§ Exercise goal
The answer must consist of every line in the data below that holds the word "Center".

━━━ Records for this exercise ━━━

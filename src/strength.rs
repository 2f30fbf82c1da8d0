// src/strength.rs
//! Simple strength heuristic shown next to a freshly generated password.

/// Strength band for display.
#[derive(Debug, Clone, Copy, PartialEq, Eq, PartialOrd, Ord)]
pub enum StrengthBand {
    VeryWeak,
    Weak,
    Moderate,
    Strong,
    VeryStrong,
}

impl StrengthBand {
    pub fn from_score(score: u8) -> Self {
        match score {
            0..=24 => StrengthBand::VeryWeak,
            25..=49 => StrengthBand::Weak,
            50..=74 => StrengthBand::Moderate,
            75..=89 => StrengthBand::Strong,
            _ => StrengthBand::VeryStrong,
        }
    }

    pub fn as_str(&self) -> &'static str {
        match self {
            StrengthBand::VeryWeak => "Very Weak",
            StrengthBand::Weak => "Weak",
            StrengthBand::Moderate => "Moderate",
            StrengthBand::Strong => "Strong",
            StrengthBand::VeryStrong => "Very Strong",
        }
    }
}

/// Scores a password from 0 to 100.
///
/// Length contributes 4 points per character up to 40; each of uppercase,
/// lowercase, digit and "anything else" adds 15 when present.
pub fn score(password: &str) -> u8 {
    let length_points = password.chars().count().saturating_mul(4).min(40);

    let variety: [fn(&char) -> bool; 4] = [
        |c| c.is_ascii_uppercase(),
        |c| c.is_ascii_lowercase(),
        |c| c.is_ascii_digit(),
        |c| !c.is_ascii_alphanumeric(),
    ];
    let variety_points: usize = variety
        .iter()
        .filter(|present| password.chars().any(|c| present(&c)))
        .count()
        * 15;

    (length_points + variety_points).min(100) as u8
}
fn draw_main_ui(f: &mut Frame, app: &mut App) {
    let chunks = Layout::default()
        .direction(Direction::Vertical)
        .constraints([Constraint::Min(0), Constraint::Length(3)].as_ref())
        .split(f.size());

    let main_chunks = Layout::default()
        .direction(Direction::Horizontal)
        .constraints([Constraint::Percentage(40), Constraint::Percentage(60)].as_ref())
        .split(chunks[0]);

    let list_area = main_chunks[0];
    let detail_area = main_chunks[1];
    let status_bar_area = chunks[1];

    let entries_block = Block::default()
        .borders(Borders::ALL)
        .title(format!("Entries ({})", app.entries.len()));
    if app.entries.is_empty() {
        let no_entries_text = Paragraph::new("No entries found. Press 'a' to create one.")
            .block(entries_block).alignment(Alignment::Center).wrap(Wrap { trim: true });
        f.render_widget(no_entries_text, list_area);
    } else {
        let list_items: Vec<ListItem> = app.entries.iter()
            .map(|entry| {
                let who = entry.username.as_deref().unwrap_or("-");
                ListItem::new(Span::raw(format!("{} - {} - {}", entry.website, who, MASK)))
            })
            .collect();
        let list = List::new(list_items)
            .block(entries_block)
            .highlight_style(Style::default().add_modifier(Modifier::BOLD).bg(Color::Gray))
            .highlight_symbol("> ");
        f.render_stateful_widget(list, list_area, &mut app.list_state);
    }

    let details_block = Block::default().borders(Borders::ALL).title("Details");
    match app.selected_entry() {
        Some(entry) => {
            let password = if app.reveal_selected { entry.password.as_str() } else { MASK };
            let length = entry.length.to_string();
            let detail_text = vec![
                Line::from(vec![Span::styled("Website: ", Style::default().bold()), Span::raw(&entry.website)]),
                Line::from(vec![Span::styled("Link: ", Style::default().bold()), Span::raw(entry.link.as_deref().unwrap_or(""))]),
                Line::from(vec![Span::styled("Username: ", Style::default().bold()), Span::raw(entry.username.as_deref().unwrap_or(""))]),
                Line::from(vec![Span::styled("Password: ", Style::default().bold()), Span::raw(password)]),
                Line::from(vec![Span::styled("Length: ", Style::default().bold()), Span::raw(length)]),
                Line::from(vec![Span::styled("Created: ", Style::default().bold()), Span::raw(&entry.created_at)]),
            ];
            let details_paragraph = Paragraph::new(detail_text).block(details_block).wrap(Wrap { trim: true });
            f.render_widget(details_paragraph, detail_area);
        }
        None => {
            let text = Paragraph::new("Select an entry to see details.").block(details_block).alignment(Alignment::Center);
            f.render_widget(text, detail_area);
        }
    }

    let status_text = match app.input_mode {
        InputMode::Normal => format!("{} | {}", app.app_status, BASE_KEYS),
        InputMode::Search | InputMode::RemoveByIdentifier => {
            format!("{} > {}▋", app.app_status, app.prompt_input)
        }
        InputMode::Form => app.app_status.clone(),
    };
    let status_paragraph = Paragraph::new(status_text).block(Block::default().borders(Borders::ALL).title("Status"));
    f.render_widget(status_paragraph, status_bar_area);
}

━━━

§ Written response
            .block(entries_block).alignment(Alignment::Center).wrap(Wrap { trim: true });
            let text = Paragraph::new("Select an entry to see details.").block(details_block).alignment(Alignment::Center);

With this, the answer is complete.